Karma mengambil tasnya. Ia ingin cepat-cepat pulang hari ini. Badannya agak lelah setelah bertanding olahraga. Terutama, ia ingin belajar untuk menghadapi ulangan tengah semester dalam hitungan dua minggu lagi. Karma tidak mau lagi kalah dan berakhir dipermalukan dengan gurita kuning menyebalkan itu.
"Asano-kun." Suara Isogai Yuuma membuat Karma menoleh. Asano Gakushuu berada di koridor, berbicara dengan anggota OSIS lainnya. Wajah Asano masih sama, seperti tidak mengalami kekalahan sedikitpun.
Asano mengalihkan pandangan ke arah mereka. Ia menatap Isogai Yuuma.
Karma terdiam. Ia tidak begitu yakin. Tapi tak sengaja Karma melihat sebuah warna mengelilingi Asano, seperti sebuah selimut yang terbuat dari aura.
Isogai Yuuma mulai berbicara, "urusan janji kita..."
"Ah, maksudmu janji itu." Asano menutup matanya sejenak, tampak memikirkan sesuatu. "Kau tidak perlu khawatir. Aku tidak akan membeberkannya. Selanjutnya, terserah kau."
Lalu Asano Gakushuu pergi meninggalkan mereka, seolah tampak tidak peduli lagi.
"Kau dengar itu, kau selamat Isogai-kun!"
"Syukurlah, kau tidak jadi dikeluarkan." Nagisa menghela nafas. Ia menoleh ke arah Karma yang ada di belakangnya. "Karma-kun, kenapa kau melamun di sana?"

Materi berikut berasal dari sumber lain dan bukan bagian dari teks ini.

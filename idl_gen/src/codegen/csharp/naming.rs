/* Identifier sanitizing and member naming for C#. */

use crate::codegen::context::EmitContext;
use crate::layout::FieldLayout;
use crate::schema::{EnumId, FieldDef, Namespace, StructDef, StructId};

pub const CSHARP_KEYWORDS: &[&str] = &[
  "abstract", "as", "base", "bool", "break", "byte", "case", "catch", "char", "checked", "class", "const", "continue",
  "decimal", "default", "delegate", "do", "double", "else", "enum", "event", "explicit", "extern", "false", "finally",
  "fixed", "float", "for", "foreach", "goto", "if", "implicit", "in", "int", "interface", "internal", "is", "lock",
  "long", "namespace", "new", "null", "object", "operator", "out", "override", "params", "private", "protected",
  "public", "readonly", "ref", "return", "sbyte", "sealed", "short", "sizeof", "stackalloc", "static", "string",
  "struct", "switch", "this", "throw", "true", "try", "typeof", "uint", "ulong", "unchecked", "unsafe", "ushort",
  "using", "virtual", "void", "volatile", "while",
];

pub fn is_keyword(name: &str) -> bool {
  CSHARP_KEYWORDS.contains(&name)
}

/* Verbatim-identifier escape, only for reserved words */
pub fn escape_keyword(name: &str) -> String {
  if is_keyword(name) { format!("@{}", name) } else { name.to_string() }
}

/* snake_case to CamelCase; with `first_upper` unset the first character is kept as written */
pub fn make_camel(name: &str, first_upper: bool) -> String {
  let mut out = String::with_capacity(name.len());
  let mut chars = name.chars().peekable();
  let mut first = true;
  while let Some(c) = chars.next() {
    if first && first_upper {
      out.extend(c.to_uppercase());
    } else if c == '_' && chars.peek().is_some() {
      if let Some(next) = chars.next() {
        out.extend(next.to_uppercase());
      }
    } else {
      out.push(c);
    }
    first = false;
  }
  out
}

/* `@A.@B.@Name`; every part is written as a verbatim identifier so no reserved
 * word can break qualification */
pub fn qualify(namespace: &Namespace, name: &str) -> String {
  let mut out = String::new();
  for component in &namespace.components {
    out.push('@');
    out.push_str(component);
    out.push('.');
  }
  out.push('@');
  out.push_str(name);
  out
}

pub fn struct_name(cx: &EmitContext, id: StructId) -> String {
  qualify(cx.struct_namespace(id), &cx.schema.struct_def(id).name)
}

pub fn enum_name(cx: &EmitContext, id: EnumId) -> String {
  qualify(cx.enum_namespace(id), &cx.schema.enum_def(id).name)
}

/* Companion class of a union in the object API */
pub fn union_class_name(cx: &EmitContext, id: EnumId) -> String {
  qualify(cx.enum_namespace(id), &format!("{}Union", cx.schema.enum_def(id).name))
}

pub fn object_class_base(cx: &EmitContext, name: &str) -> String {
  format!("{}{}{}", cx.options.object_prefix, name, cx.options.object_suffix)
}

/* Owned mirror class of a struct or table */
pub fn object_name(cx: &EmitContext, id: StructId) -> String {
  qualify(cx.struct_namespace(id), &object_class_base(cx, &cx.schema.struct_def(id).name))
}

/* Local declaration name of a definition */
pub fn def_name(name: &str) -> String {
  escape_keyword(name)
}

pub fn field_camel(field: &FieldDef) -> String {
  make_camel(&field.name, true)
}

/* Parameter name: lower camel, escaped */
pub fn arg_name(field: &FieldDef) -> String {
  escape_keyword(&make_camel(&field.name, false))
}

/* Names of the members generated for one field */
#[derive(Debug, Clone, PartialEq, Eq)]
pub struct MemberNames {
  /* CamelCase stem used to build derived names (`SetX`, `XLength`, `AddX`) */
  pub camel: String,
  /* Bare member: the reference accessor when one exists, otherwise the value accessor */
  pub property: String,
  /* Value accessor renamed with a `Get` prefix when a reference accessor takes the bare name */
  pub getter: Option<String>,
  /* Set when the bare name had to be disambiguated from the owner */
  pub collision: Option<String>,
}

impl MemberNames {
  /* Member returning the field by value */
  pub fn value(&self) -> &str {
    self.getter.as_deref().unwrap_or(&self.property)
  }
}

/* C# forbids a member named like its enclosing type; the bare name gets a `_`
 * suffix, uniformly, whichever accessor owns it */
pub fn member_names(owner: &StructDef, layout: &FieldLayout) -> MemberNames {
  let camel = field_camel(layout.field);
  let mut bare = camel.clone();
  let mut collision = None;
  if camel == owner.name {
    bare.push('_');
    collision = Some(format!(
      "field '{}' of '{}' collides with its enclosing type, accessor renamed to '{}'",
      layout.field.name, owner.name, bare
    ));
  }
  let getter = layout.directly_referenceable.then(|| format!("Get{}", camel));
  MemberNames { property: escape_keyword(&bare), getter, camel, collision }
}

#[cfg(test)]
mod tests {
  use super::*;
  use crate::layout::EntityLayout;
  use crate::schema::SchemaResolver;
  use idl_types::SchemaFile;

  #[test]
  fn test_escape_keyword() {
    assert_eq!(escape_keyword("class"), "@class");
    assert_eq!(escape_keyword("Class"), "Class");
    assert_eq!(escape_keyword("hp"), "hp");
  }

  #[test]
  fn test_make_camel() {
    assert_eq!(make_camel("test_nested_flatbuffer", true), "TestNestedFlatbuffer");
    assert_eq!(make_camel("test_nested_flatbuffer", false), "testNestedFlatbuffer");
    assert_eq!(make_camel("hp", true), "Hp");
    assert_eq!(make_camel("trailing_", true), "Trailing_");
  }

  #[test]
  fn test_qualify() {
    assert_eq!(qualify(&Namespace::parse("MyGame.Sample"), "Monster"), "@MyGame.@Sample.@Monster");
    assert_eq!(qualify(&Namespace::default(), "Monster"), "@Monster");
  }

  #[test]
  fn test_member_names_for_ref_and_collision() {
    let yaml = r#"
definitions:
  - name: Score
    kind:
      table:
        fields:
          - { name: score, type: int }
          - { name: label, type: string }
          - { name: event, type: short }
"#;
    let mut resolver = SchemaResolver::new();
    resolver.add_file(SchemaFile::from_yaml(yaml).unwrap()).unwrap();
    let schema = resolver.resolve().unwrap();
    let layout = EntityLayout::resolve(&schema, StructId(0));

    let score = member_names(layout.def, layout.field("score").unwrap());
    assert_eq!(score.property, "Score_");
    assert_eq!(score.value(), "GetScore");
    assert!(score.collision.is_some());

    let label = member_names(layout.def, layout.field("label").unwrap());
    assert_eq!(label.property, "Label");
    assert_eq!(label.value(), "Label");
    assert!(label.getter.is_none());
    assert!(label.collision.is_none());

    let event = member_names(layout.def, layout.field("event").unwrap());
    assert_eq!(event.property, "Event");
  }
}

Lamunan Karma buyar begitu Nagisa memanggilnya. Ia mengambil tasnya dan menghampiri Nagisa. "Asano kemana?"
"Dia sudah pergi sama teman-temannya."
Karma mendesah pelan. Ia berjalan cuek mendahului Nagisa. Tidak peduli omelan keluar dari mulut pemuda berambut biru itu, matanya terus kelayapan mencari Asano, meski langkahnya menuju pintu gerbang SMP Kunugigaoka. Ia harus menemukan Asano, memastikan apa yang dilihatnya hanyalah halusinasi belaka.
Tapi Karma juga tahu, apa yang dilihatnya bukanlah halusinasi belaka.

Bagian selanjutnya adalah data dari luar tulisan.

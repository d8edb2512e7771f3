/* Construction helpers: fixed struct constructors, table Start/Add/End, the
 * single-call table Create, vector builders and root finishers. */

use super::naming::{arg_name, def_name, escape_keyword, make_camel, member_names, object_name, struct_name};
use super::types::{add_default, arg_type, basic, default_value, src_cast, type_get};
use super::metadata_index;
use crate::codegen::context::EmitContext;
use crate::error::{GenError, GenResult};
use crate::flatten::{Flattened, StructLeaf, StructStep, struct_leaves};
use crate::layout::{FieldCategory, FieldLayout, base_size, categorize, inline_layout};
use crate::schema::{FieldDef, Schema, StructDef, StructId, Type};

/* Field width groups visited by size-sorted constructors, widest first */
const SIZE_GROUPS: [u64; 4] = [8, 4, 2, 1];

/* Field count above which no single-call constructor is generated */
const MAX_CREATE_ARGS: usize = 127;

/* Order of Add calls in single-call constructors. Fields are added last to
 * first so the back-to-front builder lays them out in declaration order;
 * with `sortbysize` this runs once per width group, widest first. The result
 * depends only on field widths and declaration order. */
pub fn create_order<'s>(schema: &Schema, def: &'s StructDef) -> Vec<&'s FieldDef> {
  let live = || def.fields.iter().rev().filter(|f| !f.deprecated);
  if !def.sortbysize {
    return live().collect();
  }
  let mut order = Vec::with_capacity(def.fields.len());
  for size in SIZE_GROUPS {
    order.extend(live().filter(|f| base_size(schema, &f.ty) == size));
  }
  order
}

fn offset_arg(field: &FieldDef) -> String {
  format!("{}Offset", make_camel(&field.name, false))
}

/* ============================================================================
   Fixed structs
   ============================================================================ */

/* Members of the value tuple standing in for a nested struct argument. Arrays
 * inside a tuple become one member per element. */
fn tuple_members(cx: &EmitContext, id: StructId) -> Vec<(String, String)> {
  let mut members = Vec::new();
  for field in &cx.schema.struct_def(id).fields {
    let lower = make_camel(&field.name, false);
    match &field.ty {
      Type::Array(elem, len) => {
        let elem_ty = tuple_value_type(cx, elem);
        for i in 0..*len {
          members.push((elem_ty.clone(), format!("{}_{}", lower, i)));
        }
      }
      other => members.push((tuple_value_type(cx, other), lower)),
    }
  }
  members
}

fn tuple_value_type(cx: &EmitContext, ty: &Type) -> String {
  match ty {
    Type::Struct(id) => tuple_type(cx, *id),
    other => type_get(cx, other),
  }
}

pub fn tuple_type(cx: &EmitContext, id: StructId) -> String {
  let members = tuple_members(cx, id);
  if members.len() == 1 {
    return format!("System.ValueTuple<{}>", members[0].0);
  }
  let parts: Vec<String> = members.iter().map(|(ty, name)| format!("{} {}", ty, escape_keyword(name))).collect();
  format!("({})", parts.join(", "))
}

/* How a tuple member is reached; single-member tuples only expose `Item1` */
pub fn tuple_access(cx: &EmitContext, id: StructId, member: &str) -> String {
  if tuple_members(cx, id).len() == 1 { "Item1".to_string() } else { escape_keyword(member) }
}

fn struct_arg_type(cx: &EmitContext, ty: &Type) -> String {
  match ty {
    Type::Array(elem, _) => format!("StirlingLabs.Utilities.ReadOnlyBigSpan<{}>", tuple_value_type(cx, elem)),
    other => tuple_value_type(cx, other),
  }
}

/* Statement writing one flattened leaf through its path: arguments are walked
 * as span indices and tuple members, the entity through nested views */
fn leaf_statement(cx: &EmitContext, root: StructId, leaf: &Flattened<StructStep, StructLeaf>) -> GenResult<String> {
  let schema = cx.schema;
  let mut entity = String::from("entity");
  let mut arg = String::new();
  let mut owner = root;
  let steps = &leaf.path;
  let mut k = 0;

  while k < steps.len() {
    let StructStep::Field(field) = steps[k] else {
      return Err(GenError::contract(&schema.struct_def(root).name, "array element step without its field"));
    };
    let def = schema.struct_def(owner);
    let names = member_names(def, &FieldLayout::resolve(schema, def, field));
    let lower = make_camel(&field.name, false);

    match &field.ty {
      Type::Array(elem, _) => {
        let Some(StructStep::Element(i)) = steps.get(k + 1).copied() else {
          return Err(GenError::contract(&def.name, format!("array '{}' reached without an element index", field.name)));
        };
        if k == 0 {
          arg = format!("{}[{}u]", arg_name(field), i);
        } else {
          arg.push('.');
          arg.push_str(&tuple_access(cx, owner, &format!("{}_{}", lower, i)));
        }
        if k + 2 >= steps.len() {
          entity.push_str(&format!(".Set{}({}, {})", names.camel, i, arg));
        } else if let Type::Struct(sid) = **elem {
          entity.push_str(&format!(".{}({})", names.property, i));
          owner = sid;
        }
        k += 2;
      }
      ty => {
        if k == 0 {
          arg = arg_name(field);
        } else {
          arg.push('.');
          arg.push_str(&tuple_access(cx, owner, &lower));
        }
        match ty {
          Type::Struct(sid) => {
            entity.push_str(&format!(".{}", names.property));
            owner = *sid;
          }
          _ => entity.push_str(&format!(".Set{}({})", names.camel, arg)),
        }
        k += 1;
      }
    }
  }
  Ok(format!("    {};\n", entity))
}

/* Writes the whole struct in one pass after reserving its exact size and
 * alignment. Array lengths are checked before anything is reserved. */
pub fn emit_struct_create(cx: &EmitContext, id: StructId, code: &mut String) -> GenResult<()> {
  let def = cx.schema.struct_def(id);
  let qualified = struct_name(cx, id);

  code.push_str(&format!("  public static Offset<{}> Create{}(BigBufferBuilder builder", qualified, def.name));
  for field in &def.fields {
    code.push_str(&format!(", {} {}", struct_arg_type(cx, &field.ty), arg_name(field)));
  }
  code.push_str(") {\n");

  for field in &def.fields {
    if let Type::Array(_, len) = field.ty {
      let arg = arg_name(field);
      code.push_str(&format!("    if ({} != {}.LongLength)\n", len, arg));
      code.push_str(&format!(
        "      throw new System.ArgumentException(\"Must be of length {}\", nameof({}));\n",
        len, arg
      ));
    }
  }

  code.push_str(&format!("    builder.Prep({}, {});\n", def.minalign, def.bytesize));
  code.push_str(&format!("    var entity = new {}(builder.Offset, builder.ByteBuffer);\n", qualified));
  code.push_str("    builder.Offset += ByteSize;\n");
  for leaf in struct_leaves(cx.schema, id) {
    code.push_str(&leaf_statement(cx, id, &leaf)?);
  }
  code.push_str(&format!("    return new Offset<{}>(entity._model.Offset);\n  }}\n\n", qualified));
  Ok(())
}

/* ============================================================================
   Tables
   ============================================================================ */

/* Fixed struct fields must be built inline right before their Add, which a
 * positional constructor can only do when it packs them itself */
pub fn table_has_create(cx: &EmitContext, def: &StructDef) -> bool {
  let mut has_struct_fields = false;
  let mut count = 0;
  for field in def.live_fields() {
    if cx.schema.is_fixed(&field.ty) {
      has_struct_fields = true;
    } else {
      count += 1;
    }
  }
  (!has_struct_fields || cx.options.object_api) && count > 0 && count < MAX_CREATE_ARGS
}

pub fn emit_table_create(cx: &EmitContext, id: StructId, code: &mut String) -> GenResult<()> {
  let def = cx.schema.struct_def(id);
  if !table_has_create(cx, def) {
    return Ok(());
  }
  let qualified = struct_name(cx, id);
  let name = def_name(&def.name);

  code.push_str(&format!("  public static Offset<{}> Create{}(BigBufferBuilder builder", qualified, def.name));
  for field in def.live_fields() {
    code.push_str(",\n      ");
    match categorize(cx.schema, &field.ty) {
      FieldCategory::Scalar | FieldCategory::UnionType => {
        let optional = if field.optional { "?" } else { "" };
        code.push_str(&format!(
          "{}{} {} = {}",
          type_get(cx, &field.ty),
          optional,
          arg_name(field),
          default_value(cx, field)
        ));
      }
      FieldCategory::Struct => {
        let ty = match field.ty {
          Type::Struct(sid) => object_name(cx, sid),
          _ => arg_type(cx, &field.ty),
        };
        code.push_str(&format!("{} {} = null", ty, arg_name(field)));
      }
      FieldCategory::Union => code.push_str(&format!("ulong {} = 0", offset_arg(field))),
      FieldCategory::String | FieldCategory::Table | FieldCategory::Vector => {
        let ty = arg_type(cx, &field.ty);
        code.push_str(&format!("{} {} = default({})", ty, offset_arg(field), ty));
      }
      FieldCategory::Array => {
        return Err(GenError::contract(&def.name, format!("table field '{}' cannot be a fixed array", field.name)));
      }
    }
  }
  code.push_str(") {\n");
  code.push_str(&format!("    builder.StartTable({});\n", def.fields.len()));
  for field in create_order(cx.schema, def) {
    let camel = make_camel(&field.name, true);
    let value = match categorize(cx.schema, &field.ty) {
      FieldCategory::Scalar | FieldCategory::UnionType => arg_name(field),
      FieldCategory::Struct => match field.ty {
        Type::Struct(sid) => format!("{}.Pack(builder, {})", struct_name(cx, sid), arg_name(field)),
        _ => arg_name(field),
      },
      _ => offset_arg(field),
    };
    code.push_str(&format!("    {}.Add{}(builder, {});\n", name, camel, value));
  }
  code.push_str(&format!("    return {}.End{}(builder);\n  }}\n\n", name, def.name));
  Ok(())
}

fn add_call(cx: &EmitContext, field: &FieldDef) -> GenResult<(String, String, String)> {
  let index = field.index;
  let call = match categorize(cx.schema, &field.ty) {
    FieldCategory::Scalar | FieldCategory::UnionType => {
      let arg = arg_name(field);
      let storage = basic(cx, &field.ty);
      let ty = type_get(cx, &field.ty);
      match add_default(cx, field) {
        Some(default) => {
          let cast = src_cast(cx, &field.ty);
          (ty, arg.clone(), format!("builder.Add<{}>({}, {}{}, {})", storage, index, cast, arg, default))
        }
        None => {
          let cast = if src_cast(cx, &field.ty).is_empty() { String::new() } else { format!("({}?)", storage) };
          (format!("{}?", ty), arg.clone(), format!("builder.Add<{}>({}, {}{})", storage, index, cast, arg))
        }
      }
    }
    FieldCategory::Struct => {
      let arg = offset_arg(field);
      (arg_type(cx, &field.ty), arg.clone(), format!("builder.AddStruct({}, {}.Value, 0)", index, arg))
    }
    FieldCategory::Union => {
      let arg = offset_arg(field);
      ("ulong".to_string(), arg.clone(), format!("builder.AddOffset({}, {}, 0)", index, arg))
    }
    FieldCategory::String | FieldCategory::Table | FieldCategory::Vector => {
      let arg = offset_arg(field);
      (arg_type(cx, &field.ty), arg.clone(), format!("builder.AddOffset({}, {}.Value, 0)", index, arg))
    }
    FieldCategory::Array => {
      return Err(GenError::contract(&field.name, "fixed arrays cannot be added to a table"));
    }
  };
  Ok(call)
}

Pada hari itu, Karma telah melihat warna kematian menyelimuti Asano Gakushuu.
.
.
.
Hakuna Matata
Bagian 01 | Warna Kematian
.
.
.
Sejak kecil, Akabane Karma bisa melihat warna yang berbeda dari lain. Sebuah warna yang menentukan nasib seseorang.
Karma memang tidak pernah ingat sejak kapan dirinya bisa melihat warna-warna itu. Seperti sebuah aura yang mengelilingi seseorang. Warna aura itulah yang menentukan nasib seseorang. Tapi bagi Karma, itu bukanlah auara sembarangan. Aura itu melambangkan kematian seseorang. Entah itu bagaimana cara mereka mati atau kapan mereka mati. Ketika Karma bisa melihat warna itu pada seseorang, maka orang tersebut dalam waktu dekat.
Terlalu menyeramkan untuk anak sekecil Karma pada waktu itu.
Tapi sekeras apapun Karma mengatakan kemampuan ini kepada orang lebih tua, tidak akan pernah yang mendengarkannya. Bagi mereka, itu hanya sebuah imajinasi dari seorang anak cerdas seperti Karma. Lebih mengenaskan lagi, mereka menganggap itu hanyalah semua lelucon kecil. Akan dilupakan seiring waktu.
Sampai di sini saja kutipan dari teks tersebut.